Identification of rotaviruses by dot-blot hybridization using an alkaline phosphatase-conjugated synthetic oligonucleotide probe.

We have evaluated a recently-developed dot-blot hybridization assay for the detection of human rotaviruses using an alkaline-phosphatase conjugated oligonucleotide probe. The lower detection limit of this assay was 1 ng (approximately 5 x 10(7) copies) of the double-stranded (ds) RNA, when a purified preparation from serotype 1 human rotavirus was used but appeared to be much higher when applied on clinical specimens. This assay could detect dsRNA from rotavirus strains belonging to serotypes 1 through 6, 8 and 9. A total of 235 stool specimens were used to evaluate the oligonucleotide probe assay in comparison with polyacrylamide gel electrophoresis and latex agglutination assay (Rotalex).
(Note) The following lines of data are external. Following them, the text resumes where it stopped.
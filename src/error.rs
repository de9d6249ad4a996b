use axum::{
    extract::rejection::{JsonRejection, QueryRejection},
    http::StatusCode,
    response::{IntoResponse, Response},
};
use thiserror::Error;

#[derive(Error, Debug)]
pub enum AppError {
    #[error("Database error: {0}")]
    Database(#[from] rusqlite::Error),

    #[error("Pool error: {0}")]
    Pool(#[from] r2d2::Error),

    #[error("Not found: {0}")]
    NotFound(String),

    #[error("Unauthorized")]
    Unauthorized,

    #[error("Forbidden: {0}")]
    Forbidden(String),

    #[error("Bad request: {0}")]
    BadRequest(String),

    #[error("Validation error: {0}")]
    Validation(String),

    #[error("Conflict: {0}")]
    Conflict(String),

    #[error("Upstream error: {0}")]
    BadGateway(String),

    #[error("Internal error: {0}")]
    Internal(String),
}

impl IntoResponse for AppError {
    fn into_response(self) -> Response {
        let (status, message) = match &self {
            AppError::Database(e) => {
                tracing::error!("Database error: {:?}", e);
                (
                    StatusCode::INTERNAL_SERVER_ERROR,
                    "Database error".to_string(),
                )
            }
            AppError::Pool(e) => {
                tracing::error!("Pool error: {:?}", e);
                (
                    StatusCode::INTERNAL_SERVER_ERROR,
                    "Database error".to_string(),
                )
            }
            AppError::NotFound(msg) => (StatusCode::NOT_FOUND, msg.clone()),
            AppError::Unauthorized => (StatusCode::UNAUTHORIZED, "unauthorized".to_string()),
            AppError::Forbidden(msg) => (StatusCode::FORBIDDEN, msg.clone()),
            AppError::BadRequest(msg) => (StatusCode::BAD_REQUEST, msg.clone()),
            AppError::Validation(msg) => (StatusCode::BAD_REQUEST, msg.clone()),
            AppError::Conflict(msg) => (StatusCode::CONFLICT, msg.clone()),
            AppError::BadGateway(msg) => {
                tracing::warn!("Upstream error: {}", msg);
                (StatusCode::BAD_GATEWAY, msg.clone())
            }
            AppError::Internal(msg) => {
                tracing::error!("Internal error: {}", msg);
                (
                    StatusCode::INTERNAL_SERVER_ERROR,
                    "Internal error".to_string(),
                )
            }
        };

        (status, message).into_response()
    }
}

impl From<JsonRejection> for AppError {
    fn from(rejection: JsonRejection) -> Self {
        tracing::debug!("Rejected request body: {}", rejection.body_text());
        AppError::BadRequest("invalid body".to_string())
    }
}

impl From<QueryRejection> for AppError {
    fn from(rejection: QueryRejection) -> Self {
        tracing::debug!("Rejected query string: {}", rejection.body_text());
        AppError::BadRequest("invalid query".to_string())
    }
}

/// True when SQLite rejected a write because of a UNIQUE constraint.
pub fn is_unique_violation(err: &rusqlite::Error) -> bool {
    matches!(
        err,
        rusqlite::Error::SqliteFailure(e, _)
            if e.extended_code == rusqlite::ffi::SQLITE_CONSTRAINT_UNIQUE
                || e.extended_code == rusqlite::ffi::SQLITE_CONSTRAINT_PRIMARYKEY
    )
}

pub type Result<T> = std::result::Result<T, AppError>;
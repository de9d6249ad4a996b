//! Redirect-based login against an external identity provider.

pub mod line;
pub mod pkce;

use async_trait::async_trait;
use thiserror::Error;
use url::Url;

use crate::error::AppError;
use crate::models::Profile;

pub use line::LineProvider;
pub use pkce::{random_token, PkceParams};

#[derive(Error, Debug)]
pub enum ProviderError {
    #[error("provider is not configured: {0}")]
    NotConfigured(String),

    #[error("invalid provider url: {0}")]
    Url(#[from] url::ParseError),

    #[error("request to provider failed: {0}")]
    Http(#[from] reqwest::Error),

    #[error("provider responded with {status}: {body}")]
    Status { status: u16, body: String },

    #[error("invalid id_token: {0}")]
    IdToken(String),
}

impl From<ProviderError> for AppError {
    fn from(err: ProviderError) -> Self {
        match err {
            ProviderError::NotConfigured(msg) => AppError::Internal(msg),
            ProviderError::Url(e) => AppError::Internal(e.to_string()),
            other => {
                // Provider bodies stay in the log, not in the browser
                tracing::warn!("Identity provider error: {}", other);
                AppError::BadGateway("login failed".to_string())
            }
        }
    }
}

/// An OAuth 2.0 authorization-code provider with PKCE.
#[async_trait]
pub trait IdentityProvider: Send + Sync {
    /// Stored as `users.provider`.
    fn name(&self) -> &str;

    /// Where to send the browser to start a login.
    fn authorize_url(
        &self,
        state: &str,
        nonce: &str,
        code_challenge: &str,
    ) -> Result<Url, ProviderError>;

    /// Trade the callback `code` for an access token. The `nonce` sent with
    /// the authorize request must come back in the issued ID token.
    async fn exchange_code(
        &self,
        code: &str,
        code_verifier: &str,
        nonce: &str,
    ) -> Result<String, ProviderError>;

    async fn fetch_profile(&self, access_token: &str) -> Result<Profile, ProviderError>;
}
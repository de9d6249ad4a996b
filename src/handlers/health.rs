use axum::Json;
use serde::Serialize;

use crate::version::GIT_VERSION;

#[derive(Serialize)]
#[serde(rename_all = "camelCase")]
pub struct HealthResponse {
    status: &'static str,
    git_version: &'static str,
}

pub async fn health_check() -> Json<HealthResponse> {
    Json(HealthResponse {
        status: "ok",
        git_version: GIT_VERSION,
    })
}
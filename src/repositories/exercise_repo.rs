use rusqlite::types::Value;
use rusqlite::OptionalExtension;
use uuid::Uuid;

use crate::db::{self, to_sql_timestamp, DbPool};
use crate::error::{is_unique_violation, AppError, Result};
use crate::models::exercise::normalize_exercise;
use crate::models::{CreateExercise, Exercise, ExerciseFilter, ExerciseType, FromSqliteRow};

/// A catalog entry installed with a fixed id by the seeding binary.
#[derive(Debug, Clone, Copy)]
pub struct SharedExercise {
    pub id: &'static str,
    pub name: &'static str,
    pub exercise_type: ExerciseType,
    pub primary_muscle: &'static str,
}

#[derive(Clone)]
pub struct ExerciseRepository {
    pool: DbPool,
}

/// Escape `%`, `_` and `\` so user input matches literally in a LIKE pattern.
fn like_pattern(q: &str) -> String {
    let mut escaped = String::with_capacity(q.len() + 2);
    escaped.push('%');
    for c in q.chars() {
        if matches!(c, '%' | '_' | '\\') {
            escaped.push('\\');
        }
        escaped.push(c);
    }
    escaped.push('%');
    escaped
}

fn duplicate_name(err: rusqlite::Error) -> AppError {
    if is_unique_violation(&err) {
        AppError::Conflict("exercise name already exists".to_string())
    } else {
        AppError::Database(err)
    }
}
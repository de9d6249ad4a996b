pub mod body_metric_repo;
pub mod exercise_repo;
pub mod pending_login_repo;
pub mod session_repo;
pub mod todo_repo;
pub mod user_repo;
pub mod workout_repo;

pub use body_metric_repo::BodyMetricRepository;
pub use exercise_repo::{ExerciseRepository, SharedExercise};
pub use pending_login_repo::{PendingLogin, PendingLoginRepository};
pub use session_repo::SessionRepository;
pub use todo_repo::TodoRepository;
pub use user_repo::UserRepository;
pub use workout_repo::WorkoutRepository;

use rusqlite::types::Value;

use crate::db::to_sql_timestamp;
use crate::models::TimeRange;

/// Append `column >= from` / `column < to` conditions for a time range.
fn push_range(column: &str, range: &TimeRange, clauses: &mut Vec<String>, params: &mut Vec<Value>) {
    if let Some(from) = range.from {
        clauses.push(format!("{} >= ?", column));
        params.push(Value::Text(to_sql_timestamp(&from)));
    }
    if let Some(to) = range.to {
        clauses.push(format!("{} < ?", column));
        params.push(Value::Text(to_sql_timestamp(&to)));
    }
}
//! Typed client for the REST API and the view-model stores built on it.
//!
//! Each store owns an [`ApiClient`] and follows the same cycle: load a list,
//! mutate through the API, then refresh or patch local state. Store methods
//! take `&mut self`, so a store never has two requests in flight.

pub mod body_metrics;
pub mod exercises;
pub mod forms;
pub mod state;
pub mod todos;
pub mod workouts;

use std::sync::Arc;

use chrono::{DateTime, Utc};
use reqwest::cookie::Jar;
use reqwest::{RequestBuilder, Response};
use serde::de::DeserializeOwned;
use serde::Serialize;
use thiserror::Error;
use url::Url;

use crate::models::{
    BodyMetric, CreateBodyMetric, CreateExercise, CreateWorkout, CreateWorkoutSet, EndWorkout,
    Exercise, ExerciseFilter, Me, Page, PageParams, RangeQuery, Todo, TodoInput, UpdateBodyMetric,
    UpdateExercise, UpdateWorkout, UpdateWorkoutSet, Workout, WorkoutDetail, WorkoutSet,
};
use crate::session::SESSION_COOKIE_NAME;

pub use body_metrics::BodyMetricStore;
pub use exercises::ExerciseStore;
pub use state::ResourceState;
pub use todos::TodoStore;
pub use workouts::WorkoutStore;

#[derive(Error, Debug)]
pub enum ClientError {
    /// Rejected locally; no request was sent.
    #[error("{0}")]
    Validation(String),

    #[error("{message}")]
    Http { status: u16, message: String },

    #[error("request failed: {0}")]
    Transport(#[from] reqwest::Error),

    #[error("unexpected response: {0}")]
    Decode(String),

    #[error("invalid base url: {0}")]
    BaseUrl(#[from] url::ParseError),
}

impl ClientError {
    pub fn status(&self) -> Option<u16> {
        match self {
            ClientError::Http { status, .. } => Some(*status),
            _ => None,
        }
    }
}

pub type ClientResult<T> = std::result::Result<T, ClientError>;

/// HTTP client bound to one server, carrying the session cookie.
#[derive(Clone)]
pub struct ApiClient {
    http: reqwest::Client,
    base_url: Url,
    jar: Arc<Jar>,
}

impl ApiClient {
    pub fn new(base_url: &str) -> ClientResult<Self> {
        let base_url = Url::parse(base_url)?;
        let jar = Arc::new(Jar::default());
        let http = reqwest::Client::builder()
            .cookie_provider(jar.clone())
            .build()?;
        Ok(Self {
            http,
            base_url,
            jar,
        })
    }

    /// Seed the cookie jar with an existing session token.
    pub fn with_session_token(self, token: &str) -> Self {
        self.jar.add_cookie_str(
            &format!("{}={}; Path=/", SESSION_COOKIE_NAME, token),
            &self.base_url,
        );
        self
    }

    fn url(&self, path: &str) -> ClientResult<Url> {
        Ok(self.base_url.join(path)?)
    }

    async fn check(response: Response) -> ClientResult<Response> {
        let status = response.status();
        if status.is_success() {
            return Ok(response);
        }
        let body = response.text().await.unwrap_or_default();
        let message = match body.trim() {
            "" => format!("HTTP {}", status.as_u16()),
            text => text.to_string(),
        };
        Err(ClientError::Http {
            status: status.as_u16(),
            message,
        })
    }

    async fn send<T: DeserializeOwned>(&self, request: RequestBuilder) -> ClientResult<T> {
        let response = Self::check(request.send().await?).await?;
        let bytes = response.bytes().await?;
        serde_json::from_slice(&bytes).map_err(|e| ClientError::Decode(e.to_string()))
    }

    async fn send_empty(&self, request: RequestBuilder) -> ClientResult<()> {
        Self::check(request.send().await?).await?;
        Ok(())
    }

    async fn get<T: DeserializeOwned>(&self, path: &str) -> ClientResult<T> {
        self.send(self.http.get(self.url(path)?)).await
    }

    async fn get_with<T: DeserializeOwned, Q: Serialize + ?Sized>(
        &self,
        path: &str,
        query: &Q,
    ) -> ClientResult<T> {
        self.send(self.http.get(self.url(path)?).query(query)).await
    }

    async fn post<T: DeserializeOwned, B: Serialize + ?Sized>(
        &self,
        path: &str,
        body: &B,
    ) -> ClientResult<T> {
        self.send(self.http.post(self.url(path)?).json(body)).await
    }

    async fn patch<T: DeserializeOwned, B: Serialize + ?Sized>(
        &self,
        path: &str,
        body: &B,
    ) -> ClientResult<T> {
        self.send(self.http.patch(self.url(path)?).json(body)).await
    }

    async fn delete(&self, path: &str) -> ClientResult<()> {
        self.send_empty(self.http.delete(self.url(path)?)).await
    }

    pub async fn me(&self) -> ClientResult<Me> {
        self.get("/api/me").await
    }

    pub async fn list_todos(&self, page: &PageParams) -> ClientResult<Page<Todo>> {
        self.get_with("/api/todos", page).await
    }

    pub async fn create_todo(&self, input: &TodoInput) -> ClientResult<Todo> {
        self.post("/api/todos", input).await
    }

    pub async fn update_todo(&self, id: i64, input: &TodoInput) -> ClientResult<Todo> {
        let url = self.url(&format!("/api/todos/{}", id))?;
        self.send(self.http.put(url).json(input)).await
    }

    pub async fn delete_todo(&self, id: i64) -> ClientResult<()> {
        self.delete(&format!("/api/todos/{}", id)).await
    }

    pub async fn list_workouts(&self, query: &RangeQuery) -> ClientResult<Page<Workout>> {
        self.get_with("/api/workouts", query).await
    }

    pub async fn create_workout(&self, input: &CreateWorkout) -> ClientResult<Workout> {
        self.post("/api/workouts", input).await
    }

    pub async fn get_workout(&self, id: &str) -> ClientResult<Workout> {
        self.get(&format!("/api/workouts/{}", id)).await
    }

    pub async fn workout_detail(&self, id: &str) -> ClientResult<WorkoutDetail> {
        self.get(&format!("/api/workouts/{}/detail", id)).await
    }

    pub async fn update_workout(&self, id: &str, patch: &UpdateWorkout) -> ClientResult<Workout> {
        self.patch(&format!("/api/workouts/{}", id), patch).await
    }

    /// End a workout; `None` lets the server use the current time.
    pub async fn end_workout(
        &self,
        id: &str,
        ended_at: Option<DateTime<Utc>>,
    ) -> ClientResult<Workout> {
        self.patch(&format!("/api/workouts/{}/end", id), &EndWorkout { ended_at })
            .await
    }

    pub async fn delete_workout(&self, id: &str) -> ClientResult<()> {
        self.delete(&format!("/api/workouts/{}", id)).await
    }

    pub async fn create_set(
        &self,
        workout_id: &str,
        input: &CreateWorkoutSet,
    ) -> ClientResult<WorkoutSet> {
        self.post(&format!("/api/workouts/{}/sets", workout_id), input)
            .await
    }

    pub async fn update_set(&self, id: &str, patch: &UpdateWorkoutSet) -> ClientResult<WorkoutSet> {
        self.patch(&format!("/api/workout_sets/{}", id), patch).await
    }

    pub async fn delete_set(&self, id: &str) -> ClientResult<()> {
        self.delete(&format!("/api/workout_sets/{}", id)).await
    }

    pub async fn list_exercises(&self, filter: &ExerciseFilter) -> ClientResult<Page<Exercise>> {
        self.get_with("/api/exercises", filter).await
    }

    pub async fn get_exercise(&self, id: &str) -> ClientResult<Exercise> {
        self.get(&format!("/api/exercises/{}", id)).await
    }

    pub async fn create_exercise(&self, input: &CreateExercise) -> ClientResult<Exercise> {
        self.post("/api/exercises", input).await
    }

    pub async fn update_exercise(&self, id: &str, patch: &UpdateExercise) -> ClientResult<Exercise> {
        self.patch(&format!("/api/exercises/{}", id), patch).await
    }

    pub async fn delete_exercise(&self, id: &str) -> ClientResult<()> {
        self.delete(&format!("/api/exercises/{}", id)).await
    }

    pub async fn list_body_metrics(&self, query: &RangeQuery) -> ClientResult<Page<BodyMetric>> {
        self.get_with("/api/body_metrics", query).await
    }

    pub async fn create_body_metric(&self, input: &CreateBodyMetric) -> ClientResult<BodyMetric> {
        self.post("/api/body_metrics", input).await
    }

    pub async fn update_body_metric(
        &self,
        id: &str,
        patch: &UpdateBodyMetric,
    ) -> ClientResult<BodyMetric> {
        self.patch(&format!("/api/body_metrics/{}", id), patch).await
    }

    pub async fn delete_body_metric(&self, id: &str) -> ClientResult<()> {
        self.delete(&format!("/api/body_metrics/{}", id)).await
    }
}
When polyacrylamide gel electrophoresis was used as a gold standard, sensitivity, specificity and positive and negative predictive values of the probe assay were 84, 100, 100 and 89%, respectively. These values were slightly better than those of Rotalex assay which is commonly used in clinical laboratories in Japan. Although the probe assay requires more hands-on time than the immunoassays, the high specificity of this probe assay recommends it as a confirmatory test in the clinical laboratory setting.